John whipped around. Rodney was standing by his workstation, hat in hand.
“Yah,” John said. “My first name’s Sue.”
“Oh really,” Rodney said. John wondered how he could simultaneously be looking down at the inside of his hat while having his pointy nose high in the air. “Aren’t you supposed to have pictures of loved ones in here? The stack of pictures of your many girlfriends too big to fit, hmm?”
“No girls,” John said easily, and then steeled himself. He took a deep breath. “I prefer Johnny Cash.”
Rodney stared at him. Hopefully Rodney wasn’t going to punch him or make the face of disgusted homophobia.
“But his music’s terrible.” Rodney looked down at the picture again. “No girl?”
“I used to have a picture of my helicopter in there,” John offered, smiling a little. Rodney was cool with it; he hadn’t freaked out over his obvious, obvious ‘I’m a gay homo and I’m in love with you’ hints. “Prettier than any girl I ever saw.”
“You are such a freak,” Rodney said, but it didn’t sound like Rodney really thought so. “What happened to the helicopter?”
John tasted ashes on his tongue.
“Got tired of it,” John said, as casually as he could manage.
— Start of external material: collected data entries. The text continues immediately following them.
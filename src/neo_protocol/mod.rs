//! # Neo Protocol
//!
//! Account management, NEP-2 key protection and the typed model of RPC
//! responses.

pub use account::*;
pub use nep2::*;
pub use responses::*;

mod account;
mod nep2;
mod responses;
The helicopter picture had come out the first time he’d had a rough landing. Flying with the picture of a downed bird just seemed like a jinx. “I saw the new 787s.”
“Aren’t they huge?” Rodney grinned. “The engines are state of the art.”
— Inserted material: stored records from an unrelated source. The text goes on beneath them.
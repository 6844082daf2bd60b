use num_bigint::BigInt;
use proptest::prelude::*;

use crate::{
	builder::{ScriptBuilder, WitnessScope},
	codec::Decoder,
	crypto::{base58check_decode, base58check_encode, KeyPair},
	neo_types::{ContractParameter, OpCode},
};

proptest! {
	// Base58Check decode ∘ encode is the identity on all byte strings.
	#[test]
	fn prop_base58check_round_trip(bytes in prop::collection::vec(any::<u8>(), 1..64)) {
		let encoded = base58check_encode(&bytes);
		prop_assert_eq!(base58check_decode(&encoded), Some(bytes));
	}

	// Integer pushes always pick the smallest encoding and read back to
	// the same value.
	#[test]
	fn prop_push_integer_minimal_and_round_trips(value in any::<i64>()) {
		let mut builder = ScriptBuilder::new();
		builder.push_integer(BigInt::from(value)).unwrap();
		let script = builder.to_bytes();

		if (-1..=16).contains(&value) {
			prop_assert_eq!(script.len(), 1);
		} else if (-128..=127).contains(&value) {
			prop_assert_eq!(script[0], OpCode::PushInt8 as u8);
		} else if (-32768..=32767).contains(&value) {
			prop_assert_eq!(script[0], OpCode::PushInt16 as u8);
		}

		let mut reader = Decoder::new(&script);
		prop_assert_eq!(reader.read_push_int().unwrap(), BigInt::from(value));
	}

	// Data pushes read back unchanged through every PUSHDATA width.
	#[test]
	fn prop_push_data_round_trips(data in prop::collection::vec(any::<u8>(), 0..600)) {
		let mut builder = ScriptBuilder::new();
		builder.push_data(data.clone());
		let script = builder.to_bytes();

		let mut reader = Decoder::new(&script);
		prop_assert_eq!(reader.read_push_bytes().unwrap(), data);
	}

	// ContractParameter JSON round trip preserves type and value.
	#[test]
	fn prop_contract_parameter_json_round_trip(value in any::<i64>(), text in "[a-zA-Z0-9 ]{0,40}") {
		let params = vec![
			ContractParameter::integer(value),
			ContractParameter::string(text),
			ContractParameter::bool(value % 2 == 0),
			ContractParameter::byte_array(value.to_le_bytes().to_vec()),
			ContractParameter::any(),
		];
		let param = ContractParameter::array(params);
		let json = serde_json::to_string(&param).unwrap();
		prop_assert_eq!(serde_json::from_str::<ContractParameter>(&json).unwrap(), param);
	}

	// Witness scope bytes split back into the scopes they were combined
	// from.
	#[test]
	fn prop_witness_scope_combine_split(
		called_by_entry in any::<bool>(),
		custom_contracts in any::<bool>(),
		custom_groups in any::<bool>(),
		witness_rules in any::<bool>(),
	) {
		let mut scopes = Vec::new();
		if called_by_entry {
			scopes.push(WitnessScope::CalledByEntry);
		}
		if custom_contracts {
			scopes.push(WitnessScope::CustomContracts);
		}
		if custom_groups {
			scopes.push(WitnessScope::CustomGroups);
		}
		if witness_rules {
			scopes.push(WitnessScope::WitnessRules);
		}

		let byte = WitnessScope::combine(&scopes);
		let split = WitnessScope::split(byte).unwrap();
		if scopes.is_empty() {
			prop_assert_eq!(split, vec![WitnessScope::None]);
		} else {
			prop_assert_eq!(split, scopes);
		}
	}
}

proptest! {
	// ECDSA: verify(pubkey, msg, sign(privkey, msg)) holds for arbitrary
	// messages. Key generation is expensive, so fewer cases suffice.
	#![proptest_config(ProptestConfig::with_cases(8))]
	#[test]
	fn prop_sign_verify(message in prop::collection::vec(any::<u8>(), 0..128)) {
		let key_pair = KeyPair::new_random();
		let signature = key_pair.sign(&message).unwrap();
		prop_assert!(key_pair.verify_signature(&message, &signature).is_ok());
		prop_assert!(signature.is_low_s());
	}
}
“I don’t know much about them.”
“Cookies are good,” Rodney said, and then frowned. “I mean, they have good cookies in the cafeteria.”
John smiled at him, waiting. Maybe Rodney hadn’t picked up on the confession.
“We could get some,” Rodney said. “And I’ll tell you about the engine.”
Maybe he had.
“Sure,” John said, and he shivered when Rodney ran his hand up his arm as he passed him to lead the way, and wondered what in the hell Rodney was doing in the ready room. When he asked him, later on, Rodney just stammered a little bit, and didn’t touch John again for the rest of the day.
*
“What’re you doing, McKay?”
Rodney gasped and dropped his wrench as he jerked around to face John.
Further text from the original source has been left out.